A number of N-Mannich bases of various NH-acidic compounds (benzamide, phthalimide, chlorzoxazone, phenytoin, barbital, p-toluenesulfonamide, acetazolamide, chlorothiazide and hydrochlorothiazide) with morpholine or piperidine as the amine component were evaluated as potential pro-drugs with the purpose of enhancing the aqueous solubility and dissolution rate. The N-Mannich bases were shown to decompose very rapidly in aqueous solution with formation of formaldehyde, amine and parent compound in stoichiometric amounts.
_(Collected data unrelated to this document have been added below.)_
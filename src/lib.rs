pub mod ai;
pub mod api_router;
pub mod approvals;
pub mod audit;
pub mod budgets;
pub mod clients;
pub mod config;
pub mod identity;
pub mod intake;
pub mod qa;
pub mod reporting;
pub mod shared;
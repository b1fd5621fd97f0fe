pub mod actor;
pub mod schema;
pub mod state;
pub mod store;
pub mod utils;
//! Popularity browse
//!
//! Hard-filtered listing ordered by average rating. Needs no visit history,
//! so it also serves users the recommender does not know.

use crate::explain::RestaurantSummary;
use dinewise_core::{
    Filter, FilterCondition, RestaurantFilter, RestaurantRecord, TimeSlot, Weekday,
};
use ordered_float::OrderedFloat;
use serde::{Deserialize, Serialize};
use std::cmp::Reverse;

/// Hard filters for a browse call. Unset fields do not filter.
#[derive(Debug, Clone, Default, PartialEq, Serialize, Deserialize)]
#[serde(default)]
pub struct BrowseFilter {
    /// Primary cuisine, compared ignoring case
    pub cuisine: Option<String>,
    pub min_group_score: Option<f64>,
    pub max_distance_km: Option<f64>,
    pub min_avg_rating: Option<f64>,
    /// Open on at least one of these days
    pub days: Vec<Weekday>,
    pub time_slot: Option<TimeSlot>,
    pub location_cluster: Option<i32>,
}

impl BrowseFilter {
    pub fn to_filter(&self) -> RestaurantFilter {
        let mut conditions = Vec::new();

        if let Some(cuisine) = self.cuisine.as_deref().filter(|c| !c.trim().is_empty()) {
            conditions.push(FilterCondition::PrimaryCuisine(cuisine.to_string()));
        }
        if let Some(min) = self.min_group_score {
            conditions.push(FilterCondition::MinGroupScore(min));
        }
        if let Some(max) = self.max_distance_km {
            conditions.push(FilterCondition::MaxDistanceKm(max));
        }
        if let Some(min) = self.min_avg_rating {
            conditions.push(FilterCondition::MinAvgRating(min));
        }
        if !self.days.is_empty() {
            conditions.push(FilterCondition::OpenOnAny(self.days.clone()));
        }
        if let Some(slot) = self.time_slot {
            conditions.push(FilterCondition::OpenDuring(slot));
        }
        if let Some(cluster) = self.location_cluster {
            conditions.push(FilterCondition::InCluster(cluster));
        }

        RestaurantFilter::new(FilterCondition::And(conditions))
    }
}

/// Matching restaurants by average rating, best first.
/// Rows without a rating sort last; ties keep catalog order.
pub fn browse(
    restaurants: &[RestaurantRecord],
    filter: &BrowseFilter,
    top_n: usize,
) -> Vec<RestaurantSummary> {
    let filter = filter.to_filter();
    let mut matching: Vec<&RestaurantRecord> =
        restaurants.iter().filter(|r| filter.matches(r)).collect();

    matching.sort_by_key(|r| Reverse(OrderedFloat(r.avg_rating().unwrap_or(f64::NEG_INFINITY))));

    matching
        .into_iter()
        .take(top_n)
        .map(RestaurantSummary::from)
        .collect()
}
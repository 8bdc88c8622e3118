//! HTTP surface for DineWise
//!
//! JSON endpoints over a shared [`Recommender`](dinewise_engine::Recommender):
//!
//! | Method | Path                          | Purpose                          |
//! |--------|-------------------------------|----------------------------------|
//! | GET    | `/health`                     | liveness                         |
//! | POST   | `/recommendations`            | personalized ranking             |
//! | GET    | `/cuisines`                   | cuisine vocabulary               |
//! | GET    | `/restaurants/{id}/cluster`   | location cluster of a restaurant |
//! | POST   | `/browse`                     | hard-filtered listing by rating  |
//! | GET    | `/stats`                      | model size figures               |
//!
//! Errors are returned as `{"error": "..."}` with 404 for unknown users, 400
//! for invalid parameters and 500 otherwise.

pub mod rest;

pub use rest::RestApi;
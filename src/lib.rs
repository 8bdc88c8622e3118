//! # DineWise
//!
//! A content-based restaurant recommendation engine.
//!
//! DineWise encodes every restaurant of a catalog into a feature vector,
//! precomputes pairwise cosine similarity, and ranks restaurants for a user
//! by their similarity to that user's highest-rated visit, nudged by soft
//! preferences (cuisine, distance, group size, open day).
//!
//! ## Quick Start
//!
//! ### As a Server
//!
//! ```bash
//! dinewise --restaurants data/restaurants.csv --visits data/ratings.csv --http-port 8088
//! ```
//!
//! ### As a Library
//!
//! ```rust,no_run
//! use dinewise::prelude::*;
//!
//! let restaurants = load_restaurants("data/restaurants.csv").unwrap();
//! let visits = load_visits("data/ratings.csv").unwrap();
//! let recommender = Recommender::build(restaurants, visits, EngineConfig::default()).unwrap();
//!
//! let request = RecommendRequest::new("U1077")
//!     .with_cuisine("mexican")
//!     .with_max_distance_km(5.0)
//!     .with_days([Weekday::Fri]);
//! for candidate in recommender.recommend(&request).unwrap() {
//!     println!("{} {:.3}", candidate.restaurant.name, candidate.score);
//! }
//! ```
//!
//! ## Crate Structure
//!
//! - `dinewise-core` - records, errors, feature vectors, similarity matrix, filters
//! - `dinewise-features` - feature encoder and DBSCAN location clustering
//! - `dinewise-engine` - model build, scoring, browse and hot model swap
//! - `dinewise-storage` - CSV and JSON dataset loading
//! - `dinewise-api` - REST API

// Re-export core types
pub use dinewise_core::{
    CategoricalAttribute, DaySet, Error, FeatureVector, NumericAttribute, OpeningHours, PlaceId,
    RestaurantRecord, Result, SimilarityMatrix, TimeSlot, UserVisit, Weekday,
};

// Re-export feature construction
pub use dinewise_features::{ClusterAssignment, FeatureEncoder, SpatialClusterer};

// Re-export engine
pub use dinewise_engine::{
    BrowseFilter, EngineConfig, RecommendRequest, RecommendationModel, Recommender,
    RestaurantSummary, ScoredCandidate, ScoringWeights,
};

// Re-export storage
pub use dinewise_storage::{load_restaurants, load_visits, LoadError};

// Re-export API
pub use dinewise_api::RestApi;

/// Prelude module for convenient imports
pub mod prelude {
    pub use crate::{
        load_restaurants, load_visits, BrowseFilter, EngineConfig, Error, PlaceId,
        RecommendRequest, Recommender, RestApi, RestaurantRecord, Result, ScoredCandidate,
        TimeSlot, UserVisit, Weekday,
    };
}

/// SIMD-optimized vector operations
pub mod simd {
    pub use dinewise_core::simd::{dot_product_simd, norm_simd};
}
Dissolution rate studies showed that the derivatives, especially as hydrochloride salts, possessed markedly greater intrinsic dissolution rates in 0.1 M hydrochloric acid in comparison with the parent compounds, the largest rate acceleration observed being a factor of 2,000. It is concluded that N-Mannich bases of various NH-acidic drug substances of poor aqueous solubility may be of potential usefulness as pro-drugs with the aim of increasing the dissolution rate in an effort to improve the oral bioavailability.